- **Given records**

use super::parser::{BinaryOp, Node};
use super::ExpressionError;
use serde_json::Value;
use std::cmp::Ordering;

type EvalResult = Result<Option<Value>, ExpressionError>;

pub(crate) fn evaluate(node: &Node, input: Option<&Value>, root: &Value) -> EvalResult {
    match node {
        Node::Literal(value) => Ok(Some(value.clone())),
        Node::Context => Ok(input.cloned()),
        Node::Root => Ok(Some(root.clone())),
        Node::Variable(_) => Ok(None),
        Node::Field(name) => Ok(input.and_then(|value| field(value, name))),
        Node::Path(lhs, rhs) => {
            let Some(left) = evaluate(lhs, input, root)? else {
                return Ok(None);
            };
            match left {
                Value::Array(items) => {
                    let mut results = Vec::new();
                    for item in &items {
                        match evaluate(rhs, Some(item), root)? {
                            Some(Value::Array(nested)) => results.extend(nested),
                            Some(value) => results.push(value),
                            None => {}
                        }
                    }
                    Ok(collapse(results))
                }
                other => evaluate(rhs, Some(&other), root),
            }
        }
        Node::Filter(lhs, predicate) => {
            let Some(left) = evaluate(lhs, input, root)? else {
                return Ok(None);
            };
            let items = match left {
                Value::Array(items) => items,
                other => vec![other],
            };
            let len = items.len() as i64;
            let mut selected = Vec::new();
            for (index, item) in items.into_iter().enumerate() {
                let keep = match evaluate(predicate, Some(&item), root)? {
                    Some(Value::Number(n)) => {
                        let wanted = n.as_f64().unwrap_or(f64::NAN).floor() as i64;
                        let wanted = if wanted < 0 { len + wanted } else { wanted };
                        wanted == index as i64
                    }
                    Some(value) => to_boolean(&value),
                    None => false,
                };
                if keep {
                    selected.push(item);
                }
            }
            Ok(collapse(selected))
        }
        Node::Array(elements) => {
            let mut items = Vec::with_capacity(elements.len());
            for element in elements {
                if let Some(value) = evaluate(element, input, root)? {
                    items.push(value);
                }
            }
            Ok(Some(Value::Array(items)))
        }
        Node::Negate(inner) => match evaluate(inner, input, root)? {
            None => Ok(None),
            Some(Value::Number(n)) => to_number_value(-n.as_f64().unwrap_or_default()).map(Some),
            Some(other) => Err(ExpressionError::evaluation(format!(
                "cannot negate non-numeric value {other}"
            ))),
        },
        Node::Condition(condition, then, otherwise) => {
            let test = evaluate(condition, input, root)?
                .map(|v| to_boolean(&v))
                .unwrap_or(false);
            if test {
                evaluate(then, input, root)
            } else if let Some(otherwise) = otherwise {
                evaluate(otherwise, input, root)
            } else {
                Ok(None)
            }
        }
        Node::Call(function, args) => {
            let mut values = Vec::with_capacity(args.len());
            for arg in args {
                values.push(evaluate(arg, input, root)?);
            }
            function.apply(&values)
        }
        Node::Binary(op, lhs, rhs) => binary(*op, lhs, rhs, input, root),
    }
}

fn binary(op: BinaryOp, lhs: &Node, rhs: &Node, input: Option<&Value>, root: &Value) -> EvalResult {
    // Short-circuit boolean operators before evaluating the right side
    match op {
        BinaryOp::And => {
            let left = truthy(evaluate(lhs, input, root)?);
            return Ok(Some(Value::Bool(left && truthy(evaluate(rhs, input, root)?))));
        }
        BinaryOp::Or => {
            let left = truthy(evaluate(lhs, input, root)?);
            return Ok(Some(Value::Bool(left || truthy(evaluate(rhs, input, root)?))));
        }
        _ => {}
    }

    let left = evaluate(lhs, input, root)?;
    let right = evaluate(rhs, input, root)?;
    apply_binary(op, left, right)
}

/// Apply `op` to operands that are already evaluated
fn apply_binary(op: BinaryOp, left: Option<Value>, right: Option<Value>) -> EvalResult {
    match op {
        BinaryOp::Eq => Ok(Some(Value::Bool(match (&left, &right) {
            (Some(l), Some(r)) => values_equal(l, r),
            _ => false,
        }))),
        BinaryOp::Ne => Ok(Some(Value::Bool(match (&left, &right) {
            (Some(l), Some(r)) => !values_equal(l, r),
            _ => false,
        }))),
        BinaryOp::Lt | BinaryOp::Le | BinaryOp::Gt | BinaryOp::Ge => {
            let (Some(l), Some(r)) = (left, right) else {
                return Ok(Some(Value::Bool(false)));
            };
            let ordering = compare(&l, &r, op)?;
            let result = match op {
                BinaryOp::Lt => ordering == Ordering::Less,
                BinaryOp::Le => ordering != Ordering::Greater,
                BinaryOp::Gt => ordering == Ordering::Greater,
                _ => ordering != Ordering::Less,
            };
            Ok(Some(Value::Bool(result)))
        }
        BinaryOp::In => {
            let (Some(l), Some(r)) = (left, right) else {
                return Ok(Some(Value::Bool(false)));
            };
            let found = match r {
                Value::Array(items) => items.iter().any(|item| values_equal(&l, item)),
                other => values_equal(&l, &other),
            };
            Ok(Some(Value::Bool(found)))
        }
        BinaryOp::Concat => {
            let l = left.map(|v| to_text(&v)).unwrap_or_default();
            let r = right.map(|v| to_text(&v)).unwrap_or_default();
            Ok(Some(Value::String(l + &r)))
        }
        BinaryOp::Add | BinaryOp::Sub | BinaryOp::Mul | BinaryOp::Div | BinaryOp::Mod => {
            let (Some(l), Some(r)) = (left, right) else {
                return Ok(None);
            };
            let (Some(a), Some(b)) = (l.as_f64(), r.as_f64()) else {
                return Err(ExpressionError::evaluation(format!(
                    "operands of '{}' must be numbers, got {l} and {r}",
                    op.symbol()
                )));
            };
            let result = match op {
                BinaryOp::Add => a + b,
                BinaryOp::Sub => a - b,
                BinaryOp::Mul => a * b,
                BinaryOp::Div => a / b,
                _ => a % b,
            };
            to_number_value(result).map(Some)
        }
        BinaryOp::And => Ok(Some(Value::Bool(truthy(left) && truthy(right)))),
        BinaryOp::Or => Ok(Some(Value::Bool(truthy(left) || truthy(right)))),
    }
}

fn field(value: &Value, name: &str) -> Option<Value> {
    match value {
        Value::Object(map) => map.get(name).cloned(),
        Value::Array(items) => {
            let mut results = Vec::new();
            for item in items {
                match field(item, name) {
                    Some(Value::Array(nested)) => results.extend(nested),
                    Some(v) => results.push(v),
                    None => {}
                }
            }
            collapse(results)
        }
        _ => None,
    }
}

/// Sequence semantics: nothing is undefined and a single item stands for itself
fn collapse(mut items: Vec<Value>) -> Option<Value> {
    match items.len() {
        0 => None,
        1 => items.pop(),
        _ => Some(Value::Array(items)),
    }
}

fn truthy(value: Option<Value>) -> bool {
    value.map(|v| to_boolean(&v)).unwrap_or(false)
}

/// JSONata truthiness
pub(crate) fn to_boolean(value: &Value) -> bool {
    match value {
        Value::Null => false,
        Value::Bool(b) => *b,
        Value::Number(n) => n.as_f64().is_some_and(|f| f != 0.0),
        Value::String(s) => !s.is_empty(),
        Value::Array(items) => items.iter().any(to_boolean),
        Value::Object(map) => !map.is_empty(),
    }
}

/// Strings as-is, everything else as compact JSON
pub(crate) fn to_text(value: &Value) -> String {
    match value {
        Value::String(s) => s.clone(),
        other => other.to_string(),
    }
}

/// Integral results become JSON integers so `1 + 1` renders as `2`, not `2.0`
pub(crate) fn to_number_value(n: f64) -> Result<Value, ExpressionError> {
    if !n.is_finite() {
        return Err(ExpressionError::evaluation(
            "number result is out of range (division by zero?)",
        ));
    }
    if n.fract() == 0.0 && n.abs() < i64::MAX as f64 {
        return Ok(Value::from(n as i64));
    }
    serde_json::Number::from_f64(n)
        .map(Value::Number)
        .ok_or_else(|| ExpressionError::evaluation("number result is not representable"))
}

pub(crate) fn values_equal(left: &Value, right: &Value) -> bool {
    match (left, right) {
        (Value::Number(a), Value::Number(b)) => a.as_f64() == b.as_f64(),
        (Value::Array(a), Value::Array(b)) => {
            a.len() == b.len() && a.iter().zip(b).all(|(x, y)| values_equal(x, y))
        }
        (Value::Object(a), Value::Object(b)) => {
            a.len() == b.len()
                && a
                    .iter()
                    .all(|(k, v)| b.get(k).is_some_and(|other| values_equal(v, other)))
        }
        (a, b) => a == b,
    }
}

fn compare(left: &Value, right: &Value, op: BinaryOp) -> Result<Ordering, ExpressionError> {
    match (left, right) {
        (Value::Number(a), Value::Number(b)) => a
            .as_f64()
            .zip(b.as_f64())
            .and_then(|(a, b)| a.partial_cmp(&b))
            .ok_or_else(|| ExpressionError::evaluation("numbers are not comparable")),
        (Value::String(a), Value::String(b)) => Ok(a.cmp(b)),
        _ => Err(ExpressionError::evaluation(format!(
            "operands of '{}' must both be numbers or both be strings, got {left} and {right}",
            op.symbol()
        ))),
    }
}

- **What you will do**
Lines from the beginning of the data above through the line containing "Node::Path(lhs, rhs) =>" are to be returned exactly, and no others.

- **Answer for this exercise**
use super::parser::{BinaryOp, Node};
use super::ExpressionError;
use serde_json::Value;
use std::cmp::Ordering;

type EvalResult = Result<Option<Value>, ExpressionError>;

pub(crate) fn evaluate(node: &Node, input: Option<&Value>, root: &Value) -> EvalResult {
    match node {
        Node::Literal(value) => Ok(Some(value.clone())),
        Node::Context => Ok(input.cloned()),
        Node::Root => Ok(Some(root.clone())),
        Node::Variable(_) => Ok(None),
        Node::Field(name) => Ok(input.and_then(|value| field(value, name))),
        Node::Path(lhs, rhs) => {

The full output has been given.